--- Supplied entries Enclosed Below ---

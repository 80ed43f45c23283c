//! Ordered per-item filter stages.
//!
//! Every raw item is checked against the stages in order and dropped at the
//! first one that rejects it. Accepted items feed back into the run's
//! [`FilterContext`] so later items are compared against them.

use chrono::{DateTime, Utc};
use common::FilterConfig;
use std::collections::HashSet;
use tracing::{debug, info};

use crate::history::{link_hash, HistoryRecord};
use crate::ingestion::NewsItem;

pub mod credibility;
pub mod history;
pub mod noise;
pub mod recency;
pub mod similarity;

pub use credibility::CredibilityFilter;
pub use history::HistoryFilter;
pub use noise::{normalize_title, NoiseFilter};
pub use recency::RecencyFilter;
pub use similarity::{jaccard_similarity, title_tokens, SimilarityFilter};

/// A raw item with the derived keys every stage works from, computed once.
#[derive(Debug, Clone)]
pub struct Candidate<'a> {
    pub item: &'a NewsItem,
    pub link_hash: String,
    pub normalized_title: String,
    pub tokens: HashSet<String>,
}

impl<'a> Candidate<'a> {
    pub fn new(item: &'a NewsItem) -> Self {
        let normalized_title = normalize_title(&item.title);
        let tokens = title_tokens(&normalized_title);
        Self {
            item,
            link_hash: link_hash(&item.link),
            normalized_title,
            tokens,
        }
    }
}

/// Per-run state shared by the stages. Only `accepted_hashes` outlives the run,
/// and only once delivery succeeds.
#[derive(Debug, Clone)]
pub struct FilterContext {
    /// Clock the recency stage measures against
    pub now: DateTime<Utc>,
    accepted_titles: Vec<HashSet<String>>,
    accepted_hashes: Vec<String>,
    hash_index: HashSet<String>,
}

impl FilterContext {
    pub fn new(now: DateTime<Utc>) -> Self {
        Self {
            now,
            accepted_titles: Vec::new(),
            accepted_hashes: Vec::new(),
            hash_index: HashSet::new(),
        }
    }

    pub fn accepted_titles(&self) -> &[HashSet<String>] {
        &self.accepted_titles
    }

    /// Link hashes of accepted items, in acceptance order.
    pub fn accepted_hashes(&self) -> &[String] {
        &self.accepted_hashes
    }

    pub fn has_accepted(&self, link_hash: &str) -> bool {
        self.hash_index.contains(link_hash)
    }

    pub fn into_accepted_hashes(self) -> Vec<String> {
        self.accepted_hashes
    }

    fn accept(&mut self, candidate: Candidate<'_>) {
        self.accepted_titles.push(candidate.tokens);
        self.hash_index.insert(candidate.link_hash.clone());
        self.accepted_hashes.push(candidate.link_hash);
    }
}

/// One predicate stage of the chain.
pub trait Filter: Send + Sync {
    /// Stage name, used in logs and the report
    fn name(&self) -> &str;

    fn accepts(&self, candidate: &Candidate<'_>, context: &FilterContext) -> bool;
}

/// Counts of what happened to the raw items during one run.
#[derive(Debug, Clone, Default, PartialEq, Eq)]
pub struct FilterReport {
    pub considered: usize,
    pub accepted: usize,
    /// Rejections per stage, in chain order
    pub rejected: Vec<(String, usize)>,
    /// Items never looked at because `max_items` was reached
    pub skipped_after_cap: usize,
}

impl FilterReport {
    pub fn rejected_by(&self, stage: &str) -> usize {
        self.rejected
            .iter()
            .find(|(name, _)| name == stage)
            .map(|(_, n)| *n)
            .unwrap_or(0)
    }
}

/// Chains the stages together and enforces the output cap.
///
/// ```ignore
/// let chain = FilterChain::new(25)
///     .add_filter(HistoryFilter::new(record))
///     .add_filter(RecencyFilter::new(2));
/// let (items, report) = chain.run(raw, &mut FilterContext::new(Utc::now()));
/// ```
pub struct FilterChain {
    filters: Vec<Box<dyn Filter>>,
    max_items: usize,
}

impl FilterChain {
    pub fn new(max_items: usize) -> Self {
        Self {
            filters: Vec::new(),
            max_items,
        }
    }

    /// The standard chain: history, recency, credibility, noise, similarity.
    pub fn from_config(config: &FilterConfig, history: HistoryRecord) -> Self {
        Self::new(config.max_items)
            .add_filter(HistoryFilter::new(history))
            .add_filter(RecencyFilter::new(config.max_age_days))
            .add_filter(CredibilityFilter::new(&config.credible_sources))
            .add_filter(NoiseFilter::new(
                &config.noise_keywords,
                &config.fundamentals_terms,
                &config.bad_context_terms,
            ))
            .add_filter(SimilarityFilter::new(config.similarity_threshold))
    }

    pub fn add_filter(mut self, filter: impl Filter + 'static) -> Self {
        self.filters.push(Box::new(filter));
        self
    }

    pub fn stage_names(&self) -> Vec<&str> {
        self.filters.iter().map(|f| f.name()).collect()
    }

    /// Runs every item through the stages in order, keeping feed order among
    /// the survivors.
    pub fn run(&self, items: Vec<NewsItem>, context: &mut FilterContext) -> (Vec<NewsItem>, FilterReport) {
        let mut report = FilterReport {
            considered: items.len(),
            rejected: self.filters.iter().map(|f| (f.name().to_string(), 0)).collect(),
            ..Default::default()
        };
        let mut accepted = Vec::new();

        for (index, item) in items.iter().enumerate() {
            if accepted.len() >= self.max_items {
                report.skipped_after_cap = items.len() - index;
                break;
            }

            let candidate = Candidate::new(item);
            let rejected_at = self
                .filters
                .iter()
                .position(|filter| !filter.accepts(&candidate, context));

            match rejected_at {
                Some(stage) => {
                    debug!(stage = self.filters[stage].name(), "rejected: {}", item.title);
                    report.rejected[stage].1 += 1;
                }
                None => {
                    context.accept(candidate);
                    accepted.push(item.clone());
                }
            }
        }

        report.accepted = accepted.len();
        info!(
            "Filtered {} items -> {} kept (rejected: {:?}, skipped after cap: {})",
            report.considered, report.accepted, report.rejected, report.skipped_after_cap
        );

        (accepted, report)
    }
}

#[cfg(test)]
mod tests {
    use super::*;
    use chrono::Duration;

    fn item(title: &str, link: &str, source: &str) -> NewsItem {
        NewsItem {
            title: title.to_string(),
            link: link.to_string(),
            source_name: source.to_string(),
            published_at: None,
        }
    }

    #[test]
    fn test_stage_order() {
        let chain = FilterChain::from_config(&FilterConfig::default(), HistoryRecord::default());
        assert_eq!(
            chain.stage_names(),
            vec!["history", "recency", "credibility", "noise", "similarity"]
        );
    }

    #[test]
    fn test_known_link_is_rejected_first() {
        let seen = item("Muthoot Finance quarter profit rises - Mint", "https://x/1", "Mint");
        let record = HistoryRecord::from_hashes([link_hash(&seen.link)]);
        let chain = FilterChain::from_config(&FilterConfig::default(), record);

        let mut context = FilterContext::new(Utc::now());
        let (kept, report) = chain.run(vec![seen], &mut context);

        assert!(kept.is_empty());
        assert_eq!(report.rejected_by("history"), 1);
        assert!(context.accepted_hashes().is_empty());
    }

    #[test]
    fn test_same_link_twice_in_run() {
        let chain = FilterChain::from_config(&FilterConfig::default(), HistoryRecord::default());
        let a = item("Poonawalla Fincorp completes acquisition of lender - Reuters", "https://x/1", "Reuters");
        let b = item("Completely different wording entirely here - Reuters", "https://x/1", "Reuters");

        let mut context = FilterContext::new(Utc::now());
        let (kept, report) = chain.run(vec![a, b], &mut context);

        assert_eq!(kept.len(), 1);
        assert_eq!(report.rejected_by("history"), 1);
    }

    #[test]
    fn test_max_items_caps_output() {
        let mut config = FilterConfig::default();
        config.max_items = 2;
        let chain = FilterChain::from_config(&config, HistoryRecord::default());

        let items = vec![
            item("Shriram Finance raises funding from global investors - Reuters", "https://x/1", "Reuters"),
            item("Tata Capital merger with parent approved by regulator - Mint", "https://x/2", "Mint"),
            item("IIFL Finance gold loan business cleared by RBI - Business Standard", "https://x/3", "Business Standard"),
            item("Microfinance lenders see collections improve - Economic Times", "https://x/4", "Economic Times"),
        ];

        let mut context = FilterContext::new(Utc::now());
        let (kept, report) = chain.run(items, &mut context);

        assert_eq!(kept.len(), 2);
        assert_eq!(report.skipped_after_cap, 2);
        assert_eq!(context.accepted_hashes().len(), 2);
        assert_eq!(context.accepted_titles().len(), 2);
    }

    #[test]
    fn test_end_to_end_duplicate_and_noise() {
        let chain = FilterChain::from_config(&FilterConfig::default(), HistoryRecord::default());
        let now = Utc::now();
        let mut first = item(
            "Bajaj Finance acquires minority stake in fintech startup Alpha - The Economic Times",
            "https://x/1",
            "The Economic Times",
        );
        first.published_at = Some(now - Duration::hours(3));
        let second = item(
            "Bajaj Finance acquires stake in Alpha fintech lender platform - Mint",
            "https://x/2",
            "Mint",
        );
        let noise = item("Stock hits 52-week high - Moneycontrol", "https://x/3", "Moneycontrol");

        let mut context = FilterContext::new(now);
        let (kept, report) = chain.run(vec![first.clone(), second, noise], &mut context);

        assert_eq!(kept, vec![first.clone()]);
        assert_eq!(report.rejected_by("similarity"), 1);
        assert_eq!(report.rejected_by("noise"), 1);
        assert_eq!(context.into_accepted_hashes(), vec![link_hash(&first.link)]);
    }
}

--- End of Enclosed Supplied entries ---

# Instructions for the task
In the entries above, find the line with "self.hash_index.contains(link_hash)" and the line with "self.hash_index.insert(candidate.link_hash.clone());", then restate word for word both of them and every line between, with nothing more.

# Task answer
        self.hash_index.contains(link_hash)
    }

    pub fn into_accepted_hashes(self) -> Vec<String> {
        self.accepted_hashes
    }

    fn accept(&mut self, candidate: Candidate<'_>) {
        self.accepted_titles.push(candidate.tokens);
        self.hash_index.insert(candidate.link_hash.clone());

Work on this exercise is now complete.